By default, for required attributes, Terraform will return an error if the
source value has no matching attribute. Marking an attribute as optional
changes the behavior in that situation: Terraform will instead just silently
insert `null` as the value of the attribute, allowing the receiving module
to describe an appropriate fallback behavior.
When evaluating variable values, Terraform will return an error if an object
attribute specified in the variable type is not present in the given value.
Marking an attribute as optional changes the behavior in that situation:
Terraform will instead insert a default value for the missing attribute,
allowing the receiving module to describe an appropriate fallback behavior.

The `optional` modifier takes one or two arguments. The first argument
specifies the type of the attribute, and (if given) the second attribute
defines the default value to use if the attribute is not present. The default
must be compatible with the attribute type. If no default is specified, a
`null` value of the appropriate type will be used as the default.

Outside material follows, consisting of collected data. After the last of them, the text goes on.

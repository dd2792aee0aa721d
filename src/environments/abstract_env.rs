use std::collections::{BTreeMap, BTreeSet};
use serde::{Serialize, Deserialize};
use tracing::{debug, info, warn};
use crate::environments::controllers::{ActionController, ActionKind, ControllerConfig};
use crate::environments::low_level_blocks_env::{LowLevelBlocksEnv, LowLevelBlocksEnvConfig};
use crate::environments::observation_abstraction::{ObservationAbstraction, ObservationAbstractionMode, ObservationPredicate};
use crate::environments::raw_observation::RawObservation;
use crate::environments::symbolic::{objects_in_literals, Literal, LiteralSetSpace, LiteralSpace};
use crate::environments::LowLevelEnv;
use crate::physics_modules::kinematic_physics_client::KinematicPhysicsClient;
use crate::physics_modules::physics_client::PixelBuffer;
use crate::utils::utils_enums::EnumUtils;
use crate::utils::utils_errors::BlocksimError;
use crate::utils::utils_logging::{init_logging, LogConfig};

pub type SymbolicObservation = BTreeSet<Literal>;

/// The symbolic face of a low-level environment.
///
/// Actions are ground literals over the action predicates of the registered controllers.  `step`
/// hands the action to its controller and alternates controller decisions with low-level steps
/// until the controller reports completion, the low-level environment reports a terminal state,
/// or `controller_max_steps` low-level steps have run.  The resulting raw observation is abstracted
/// into literals and kept as the starting point of the next step.
///
/// The action space's object domain is replaced on every `reset` with the objects mentioned in the
/// reset observation.
///
/// # Example
/// ```no_run
/// use blocksim::environments::abstract_env::{AbstractBlocksEnv, AbstractEnvConfig};
/// use blocksim::environments::low_level_blocks_env::LowLevelBlocksEnvConfig;
///
/// let mut env = AbstractBlocksEnv::new_blocks_env(LowLevelBlocksEnvConfig::default(), AbstractEnvConfig::default()).unwrap();
/// let (obs, _) = env.reset().unwrap();
/// let action = env.action_space().all_ground_literals()[0].clone();
/// let (next_obs, reward, done, info) = env.step(&action).unwrap();
/// env.close().unwrap();
/// ```
pub struct AbstractBlocksEnv<E: LowLevelEnv> {
    low_level_env: E,
    controllers: BTreeMap<ActionKind, ActionController>,
    abstraction: ObservationAbstraction,
    action_space: LiteralSpace,
    observation_space: LiteralSetSpace,
    controller_max_steps: usize,
    previous_low_level_observation: Option<RawObservation>,
    problem_objects: Vec<String>
}
impl AbstractBlocksEnv<LowLevelBlocksEnv<KinematicPhysicsClient>> {
    /// The blocks world on the in-process kinematic backend, with every action controller registered.
    pub fn new_blocks_env(low_level_config: LowLevelBlocksEnvConfig, config: AbstractEnvConfig) -> Result<Self, BlocksimError> {
        let low_level_env = LowLevelBlocksEnv::new_kinematic(low_level_config)?;
        Ok(AbstractEnvBuilder::new(low_level_env).with_config(config).with_all_controllers().build())
    }
}
impl<E: LowLevelEnv> AbstractBlocksEnv<E> {
    pub fn reset(&mut self) -> Result<(SymbolicObservation, DebugInfo), BlocksimError> {
        self.check_open("reset")?;
        let low_level_observation = self.low_level_env.reset()?;
        let observation = self.abstraction.get_observation(&low_level_observation);
        self.previous_low_level_observation = Some(low_level_observation);

        self.problem_objects = objects_in_literals(&observation);
        self.action_space.update(&self.problem_objects);
        info!(objects = ?self.problem_objects, num_literals = observation.len(), "abstract env reset");

        Ok((observation, DebugInfo::default()))
    }
    pub fn step(&mut self, action: &Literal) -> Result<(SymbolicObservation, f64, bool, DebugInfo), BlocksimError> {
        self.check_open("step")?;
        let kind = ActionKind::from_predicate_name(action.predicate().name())?;
        let controller = match self.controllers.get(&kind) {
            None => { return Err(BlocksimError::new_unregistered_action_error(action.predicate().name(), file!(), line!())); }
            Some(c) => { c }
        };
        let mut low_level_observation = match &self.previous_low_level_observation {
            None => { return Err(BlocksimError::new_generic_error_str("step was called before reset.", file!(), line!())); }
            Some(o) => { o.clone() }
        };

        let mut reward = 0.0;
        let mut done = false;
        let mut termination = StepTermination::TickBudgetExhausted;
        let mut num_ticks = 0;
        for _ in 0..self.controller_max_steps {
            let (control, controller_done) = controller.step(action.variables(), &low_level_observation)?;
            if controller_done {
                termination = StepTermination::ControllerDone;
                break;
            }
            let low_level_step = self.low_level_env.step(&control)?;
            num_ticks += 1;
            reward += low_level_step.reward;
            low_level_observation = low_level_step.observation;
            done = low_level_step.done;
            if done {
                termination = StepTermination::LowLevelTerminal;
                break;
            }
        }

        if termination == StepTermination::TickBudgetExhausted {
            warn!(action = %action, num_ticks, "controller did not finish within its tick budget");
        } else {
            debug!(action = %action, num_ticks, ?termination, "abstract step finished");
        }

        let observation = self.abstraction.get_observation(&low_level_observation);
        self.previous_low_level_observation = Some(low_level_observation);

        Ok((observation, reward, done, DebugInfo { termination: Some(termination), num_ticks }))
    }
    pub fn render(&self) -> Result<PixelBuffer, BlocksimError> {
        self.low_level_env.render()
    }
    /// Reseeds both the low-level environment and action sampling.
    pub fn seed(&mut self, seed: Option<u64>) -> Result<u64, BlocksimError> {
        self.check_open("seed")?;
        let seed = self.low_level_env.seed(seed);
        self.action_space.seed(Some(seed));
        Ok(seed)
    }
    pub fn close(&mut self) -> Result<(), BlocksimError> {
        self.low_level_env.close()
    }
    pub fn action_space(&self) -> &LiteralSpace {
        &self.action_space
    }
    pub fn action_space_mut(&mut self) -> &mut LiteralSpace {
        &mut self.action_space
    }
    pub fn abstraction(&self) -> &ObservationAbstraction {
        &self.abstraction
    }
    pub fn observation_space(&self) -> &LiteralSetSpace {
        &self.observation_space
    }
    pub fn problem_objects(&self) -> &Vec<String> {
        &self.problem_objects
    }
    pub fn registered_action_kinds(&self) -> Vec<ActionKind> {
        self.controllers.keys().cloned().collect()
    }
    pub fn controller_max_steps(&self) -> usize {
        self.controller_max_steps
    }
    pub fn low_level_env(&self) -> &E {
        &self.low_level_env
    }
    pub fn low_level_env_mut(&mut self) -> &mut E {
        &mut self.low_level_env
    }

    /// Controllers that finish without ticking never reach the session, so a closed
    /// environment has to be caught here.
    fn check_open(&self, function_name: &str) -> Result<(), BlocksimError> {
        if self.low_level_env.is_closed() {
            return Err(BlocksimError::new_session_closed_error(function_name, file!(), line!()));
        }
        Ok(())
    }
}

/// Assembles an `AbstractBlocksEnv` from a low-level environment, the set of action kinds to
/// register controllers for, and configuration.
pub struct AbstractEnvBuilder<E: LowLevelEnv> {
    low_level_env: E,
    config: AbstractEnvConfig,
    action_kinds: Vec<ActionKind>
}
impl<E: LowLevelEnv> AbstractEnvBuilder<E> {
    pub fn new(low_level_env: E) -> Self {
        Self {
            low_level_env,
            config: AbstractEnvConfig::default(),
            action_kinds: vec![]
        }
    }
    pub fn with_config(mut self, config: AbstractEnvConfig) -> Self {
        self.config = config;
        self
    }
    pub fn with_controller(mut self, kind: ActionKind) -> Self {
        if !self.action_kinds.contains(&kind) { self.action_kinds.push(kind); }
        self
    }
    pub fn with_all_controllers(mut self) -> Self {
        for kind in EnumUtils::get_all_variants_of_enum::<ActionKind>() {
            self = self.with_controller(kind);
        }
        self
    }
    /// Also installs the configured log subscriber, unless one is already installed.
    pub fn build(self) -> AbstractBlocksEnv<E> {
        init_logging(&self.config.log);

        let c = &self.config;
        let controllers: BTreeMap<ActionKind, ActionController> = self.action_kinds.iter()
            .map(|k| (*k, ActionController::new(*k, &c.controller)))
            .collect();
        let action_predicates = controllers.keys().map(|k| k.predicate()).collect();

        AbstractBlocksEnv {
            controllers,
            abstraction: ObservationAbstraction::new(c.abstraction, c.controller.clone()).with_support_tolerance(c.support_tolerance),
            action_space: LiteralSpace::new(action_predicates),
            observation_space: ObservationPredicate::observation_space(),
            controller_max_steps: c.controller_max_steps,
            previous_low_level_observation: None,
            problem_objects: vec![],
            low_level_env: self.low_level_env
        }
    }
}

#[derive(Clone, Debug, Serialize, Deserialize, PartialEq)]
pub struct AbstractEnvConfig {
    /// Largest number of low-level steps a single symbolic step may take.
    pub controller_max_steps: usize,
    pub abstraction: ObservationAbstractionMode,
    /// Largest gap between two blocks' faces for the upper one to count as resting on the lower.
    pub support_tolerance: f64,
    pub controller: ControllerConfig,
    pub log: LogConfig
}
impl Default for AbstractEnvConfig {
    fn default() -> Self {
        Self {
            controller_max_steps: 100,
            abstraction: ObservationAbstractionMode::default(),
            support_tolerance: 0.01,
            controller: ControllerConfig::default(),
            log: LogConfig::default()
        }
    }
}

/// Why a symbolic step stopped.
#[derive(Clone, Copy, Debug, PartialEq, Eq, Serialize, Deserialize)]
pub enum StepTermination {
    ControllerDone,
    LowLevelTerminal,
    TickBudgetExhausted
}

#[derive(Clone, Debug, Default, PartialEq, Serialize, Deserialize)]
pub struct DebugInfo {
    /// `None` for resets.
    pub termination: Option<StepTermination>,
    /// Low-level steps taken.
    pub num_ticks: usize
}

#[cfg(test)]
mod tests {
    use super::*;
    use nalgebra::Vector3;
    use crate::environments::controllers::ControlVector;
    use crate::environments::raw_observation::{BlockAttributes, GripperObservation};
    use crate::environments::LowLevelStep;

    /// Nothing ever moves, so a pickup never finishes.
    struct FrozenEnv {
        steps: usize,
        terminal_after: Option<usize>,
        closed: bool
    }
    impl FrozenEnv {
        fn observation() -> RawObservation {
            RawObservation::new(GripperObservation { position: Vector3::new(0.0, 0.0, 1.0), velocity: Vector3::zeros(), left_finger_position: 0.05 })
                .with_block("block0", BlockAttributes::new_cube(0.075, Vector3::new(1.0, 0.0, 0.5)))
        }
    }
    impl LowLevelEnv for FrozenEnv {
        fn reset(&mut self) -> Result<RawObservation, BlocksimError> { Ok(Self::observation()) }
        fn step(&mut self, _control: &ControlVector) -> Result<LowLevelStep, BlocksimError> {
            self.steps += 1;
            Ok(LowLevelStep { observation: Self::observation(), reward: 0.5, done: self.terminal_after == Some(self.steps) })
        }
        fn render(&self) -> Result<PixelBuffer, BlocksimError> { Ok(PixelBuffer::new(1, 1, [0, 0, 0])) }
        fn seed(&mut self, seed: Option<u64>) -> u64 { seed.unwrap_or(0) }
        fn close(&mut self) -> Result<(), BlocksimError> {
            self.closed = true;
            Ok(())
        }
        fn is_closed(&self) -> bool { self.closed }
    }

    fn frozen(terminal_after: Option<usize>, controller_max_steps: usize) -> AbstractBlocksEnv<FrozenEnv> {
        AbstractEnvBuilder::new(FrozenEnv { steps: 0, terminal_after, closed: false })
            .with_config(AbstractEnvConfig { controller_max_steps, ..Default::default() })
            .with_controller(ActionKind::Pickup)
            .build()
    }

    #[test]
    fn budget_exhaustion_is_reported_but_not_an_error() {
        let mut env = frozen(None, 7);
        env.reset().unwrap();
        let pickup = ActionKind::Pickup.predicate().ground(&["block0"]).unwrap();
        let (_, reward, done, info) = env.step(&pickup).unwrap();
        assert_eq!(info, DebugInfo { termination: Some(StepTermination::TickBudgetExhausted), num_ticks: 7 });
        assert_eq!(reward, 3.5);
        assert!(!done);
        assert_eq!(env.low_level_env().steps, 7);
    }

    #[test]
    fn low_level_terminal_stops_the_loop() {
        let mut env = frozen(Some(3), 100);
        env.reset().unwrap();
        let pickup = ActionKind::Pickup.predicate().ground(&["block0"]).unwrap();
        let (_, reward, done, info) = env.step(&pickup).unwrap();
        assert!(done);
        assert_eq!(reward, 1.5);
        assert_eq!(info.termination, Some(StepTermination::LowLevelTerminal));
        assert_eq!(info.num_ticks, 3);
    }

    #[test]
    fn unregistered_actions_are_configuration_errors() {
        let mut env = frozen(None, 5);
        env.reset().unwrap();
        let putontable = ActionKind::PutOnTable.predicate().ground(&[]).unwrap();
        assert!(matches!(env.step(&putontable), Err(BlocksimError::UnregisteredActionError(_))));
        assert_eq!(env.registered_action_kinds(), vec![ActionKind::Pickup]);
    }

    #[test]
    fn completed_controllers_do_not_advance_the_simulation() {
        let mut env = AbstractEnvBuilder::new(FrozenEnv { steps: 0, terminal_after: None, closed: false }).with_all_controllers().build();
        env.reset().unwrap();
        let puton = ActionKind::PutOn.predicate().ground(&["block0"]).unwrap();
        let (_, _, _, info) = env.step(&puton).unwrap();
        assert_eq!(info, DebugInfo { termination: Some(StepTermination::ControllerDone), num_ticks: 0 });
        assert_eq!(env.low_level_env().steps, 0);
    }

    #[test]
    fn closed_envs_refuse_steps_that_would_not_tick() {
        let mut env = AbstractEnvBuilder::new(FrozenEnv { steps: 0, terminal_after: None, closed: false }).with_all_controllers().build();
        env.reset().unwrap();
        env.close().unwrap();
        let puton = ActionKind::PutOn.predicate().ground(&["block0"]).unwrap();
        let putontable = ActionKind::PutOnTable.predicate().ground(&[]).unwrap();
        assert!(matches!(env.step(&puton), Err(BlocksimError::SessionClosedError(_))));
        assert!(matches!(env.step(&putontable), Err(BlocksimError::SessionClosedError(_))));
        assert!(matches!(env.seed(Some(1)), Err(BlocksimError::SessionClosedError(_))));
        assert!(matches!(env.reset(), Err(BlocksimError::SessionClosedError(_))));
    }

    #[test]
    fn step_before_reset_is_an_error() {
        let mut env = frozen(None, 5);
        let pickup = ActionKind::Pickup.predicate().ground(&["block0"]).unwrap();
        assert!(env.step(&pickup).is_err());
    }
}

During evaluation, object attribute defaults are applied top-down in nested
variable types. This means that a given attribute's default value will also
have any nested default values applied to it later.

### Example: Nested Structures with Optional Attributes and Defaults

The following configuration defines a variable which describes a number of storage buckets, each of which is used to host a website. This variable type uses several optional attributes, one of which is itself an `object` type with optional attributes and defaults.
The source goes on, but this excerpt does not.